Annu Int Conf IEEE Eng Med Biol Soc


Title:Classification algorithms for SIFT-MS medical diagnosis
Author(s):Moorhead K; Lee D; Chase JG; Moot A; Ledingham K; Scotter J; Allardyce R; Senthilmohan S; Endre Z;
Address:"Department of Mechanical Engineering, University of Canterbury, Christchurch, New Zealand. ktm19@student.canterbury.ac.nz"
Journal Title:Annu Int Conf IEEE Eng Med Biol Soc
Year:2007
Volume:2007
Issue:
Page Number:5178 - 5181
DOI: 10.1109/IEMBS.2007.4353508
ISSN/ISBN:2375-7477 (Print) 2375-7477 (Linking)
Abstract:"Selected Ion Flow Tube-Mass Spectrometry (SIFT-MS) is an analytical technique for the real-time quantification of trace gases in air or breath samples. The SIFT-MS system can potentially offer unique capability in the early and rapid detection of a wide variety of diseases, infectious bacteria and patient conditions, by using a classifier to differentiate between control and test groups. By identifying which masses and Volatile Organic Compounds (VOCs) contribute most strongly towards a successful classification, biomarkers for a particular disease state may be discovered. A classification method is presented and validated in a simple study in which saturated nitrogen in tedlar bags was differentiated from dry nitrogen in tedlar bags. Several biomarkers were identified, with the most reliable being N2H(+).H2O, and isotopes and water clusters of H3O(+), as expected. The classifier was then applied in a clinical setting to differentiate between patient breath samples after one and four hours of dialysis treatment. Biomarkers for classification were ammonia, acetaldehyde, ethanol, isoprene and acetone. The model classifies significantly better than random, with an ROC area of 0.89"
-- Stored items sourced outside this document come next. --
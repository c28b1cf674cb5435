//! Transaction operations

use chrono::NaiveDate;
use rusqlite::{params, OptionalExtension};

use super::{parse_date_column, parse_datetime, Database};
use crate::error::Result;
use crate::models::{NewTransaction, Transaction};

/// Result of inserting a transaction
#[derive(Debug, Clone)]
pub enum TransactionInsertResult {
    /// Transaction was inserted successfully, contains new transaction ID
    Inserted(i64),
    /// The recurrence key already existed, contains existing transaction ID
    Duplicate(i64),
}

fn transaction_from_row(row: &rusqlite::Row<'_>) -> rusqlite::Result<Transaction> {
    let date_str: String = row.get(3)?;
    let created_at: String = row.get(8)?;
    Ok(Transaction {
        id: row.get(0)?,
        account_id: row.get(1)?,
        category_id: row.get(2)?,
        date: parse_date_column(&date_str, 3)?,
        description: row.get(4)?,
        amount: row.get(5)?,
        is_recurring: row.get(6)?,
        recurrence_key: row.get(7)?,
        created_at: parse_datetime(&created_at),
    })
}

const TRANSACTION_COLUMNS: &str =
    "id, account_id, category_id, date, description, amount, is_recurring, recurrence_key, created_at";

impl Database {
    /// Insert a transaction.
    ///
    /// When the transaction carries a recurrence key, an existing row with
    /// the same key makes this a no-op returning `Duplicate` - the cycle was
    /// already materialized, possibly by a concurrent run.
    pub fn insert_transaction(&self, tx: &NewTransaction) -> Result<TransactionInsertResult> {
        let conn = self.conn()?;

        if let Some(key) = &tx.recurrence_key {
            let existing: Option<i64> = conn
                .query_row(
                    "SELECT id FROM transactions WHERE recurrence_key = ?",
                    params![key],
                    |row| row.get(0),
                )
                .optional()?;

            if let Some(existing_id) = existing {
                return Ok(TransactionInsertResult::Duplicate(existing_id));
            }
        }

        conn.execute(
            r#"
            INSERT INTO transactions (account_id, category_id, date, description, amount, is_recurring, recurrence_key)
            VALUES (?, ?, ?, ?, ?, ?, ?)
            "#,
            params![
                tx.account_id,
                tx.category_id,
                tx.date.to_string(),
                tx.description,
                tx.amount,
                tx.is_recurring,
                tx.recurrence_key,
            ],
        )?;

        Ok(TransactionInsertResult::Inserted(conn.last_insert_rowid()))
    }

    /// List transactions, newest first, optionally filtered by account
    pub fn list_transactions(
        &self,
        account_id: Option<i64>,
        limit: i64,
        offset: i64,
    ) -> Result<Vec<Transaction>> {
        let conn = self.conn()?;

        let transactions = if let Some(acc_id) = account_id {
            let sql = format!(
                "SELECT {} FROM transactions WHERE account_id = ? ORDER BY date DESC, id DESC LIMIT ? OFFSET ?",
                TRANSACTION_COLUMNS
            );
            let mut stmt = conn.prepare(&sql)?;
            let rows = stmt
                .query_map(params![acc_id, limit, offset], transaction_from_row)?
                .collect::<std::result::Result<Vec<_>, _>>()?;
            rows
        } else {
            let sql = format!(
                "SELECT {} FROM transactions ORDER BY date DESC, id DESC LIMIT ? OFFSET ?",
                TRANSACTION_COLUMNS
            );
            let mut stmt = conn.prepare(&sql)?;
            let rows = stmt
                .query_map(params![limit, offset], transaction_from_row)?
                .collect::<std::result::Result<Vec<_>, _>>()?;
            rows
        };

        Ok(transactions)
    }

    /// List an account's transactions within an inclusive date range.
    ///
    /// This is the duplicate-check window for statement imports.
    pub fn list_transactions_in_range(
        &self,
        account_id: i64,
        from: NaiveDate,
        to: NaiveDate,
    ) -> Result<Vec<Transaction>> {
        let conn = self.conn()?;
        let sql = format!(
            "SELECT {} FROM transactions WHERE account_id = ? AND date >= ? AND date <= ? ORDER BY date, id",
            TRANSACTION_COLUMNS
        );
        let mut stmt = conn.prepare(&sql)?;
        let transactions = stmt
            .query_map(
                params![account_id, from.to_string(), to.to_string()],
                transaction_from_row,
            )?
            .collect::<std::result::Result<Vec<_>, _>>()?;

        Ok(transactions)
    }
}

#[cfg(test)]
mod tests {
    use super::*;

    fn date(y: i32, m: u32, d: u32) -> NaiveDate {
        NaiveDate::from_ymd_opt(y, m, d).unwrap()
    }

    fn new_tx(date: NaiveDate, amount: f64, key: Option<&str>) -> NewTransaction {
        NewTransaction {
            account_id: None,
            category_id: None,
            date,
            description: "TEST".to_string(),
            amount,
            is_recurring: key.is_some(),
            recurrence_key: key.map(String::from),
        }
    }

    #[test]
    fn test_insert_without_key_never_deduplicates() {
        let db = Database::in_memory().unwrap();
        let tx = new_tx(date(2024, 1, 1), -5.0, None);
        assert!(matches!(
            db.insert_transaction(&tx).unwrap(),
            TransactionInsertResult::Inserted(_)
        ));
        assert!(matches!(
            db.insert_transaction(&tx).unwrap(),
            TransactionInsertResult::Inserted(_)
        ));
        assert_eq!(db.list_transactions(None, 10, 0).unwrap().len(), 2);
    }

    #[test]
    fn test_insert_with_key_deduplicates() {
        let db = Database::in_memory().unwrap();
        let tx = new_tx(date(2024, 1, 1), -5.0, Some("abc123"));

        let first = db.insert_transaction(&tx).unwrap();
        let TransactionInsertResult::Inserted(first_id) = first else {
            panic!("expected insert");
        };

        match db.insert_transaction(&tx).unwrap() {
            TransactionInsertResult::Duplicate(existing) => assert_eq!(existing, first_id),
            other => panic!("expected duplicate, got {:?}", other),
        }

        assert_eq!(db.list_transactions(None, 10, 0).unwrap().len(), 1);
    }

    #[test]
    fn test_range_query_is_inclusive_and_account_scoped() {
        let db = Database::in_memory().unwrap();
        let account = db.upsert_account("Checking").unwrap();
        let other = db.upsert_account("Savings").unwrap();

        for (day, acc) in [(1, account), (5, account), (9, account), (5, other)] {
            let mut tx = new_tx(date(2024, 1, day), -5.0, None);
            tx.account_id = Some(acc);
            db.insert_transaction(&tx).unwrap();
        }

        let in_range = db
            .list_transactions_in_range(account, date(2024, 1, 1), date(2024, 1, 5))
            .unwrap();
        assert_eq!(in_range.len(), 2);
        assert!(in_range.iter().all(|t| t.account_id == Some(account)));
    }
}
Keywords:"*Algorithms Artificial Intelligence Breath Tests/*methods Data Interpretation, Statistical Diagnosis, Computer-Assisted/*methods Gases/*analysis Organic Chemicals/*analysis Pattern Recognition, Automated/*methods Reproducibility of Results Sensitivity and;"
Notes:"MedlineMoorhead, K Lee, D Chase, J G Moot, A Ledingham, K Scotter, J Allardyce, R Senthilmohan, S Endre, Z eng Evaluation Study Research Support, Non-U.S. Gov't 2007/11/16 Annu Int Conf IEEE Eng Med Biol Soc. 2007; 2007:5178-81. doi: 10.1109/IEMBS.2007.4353508"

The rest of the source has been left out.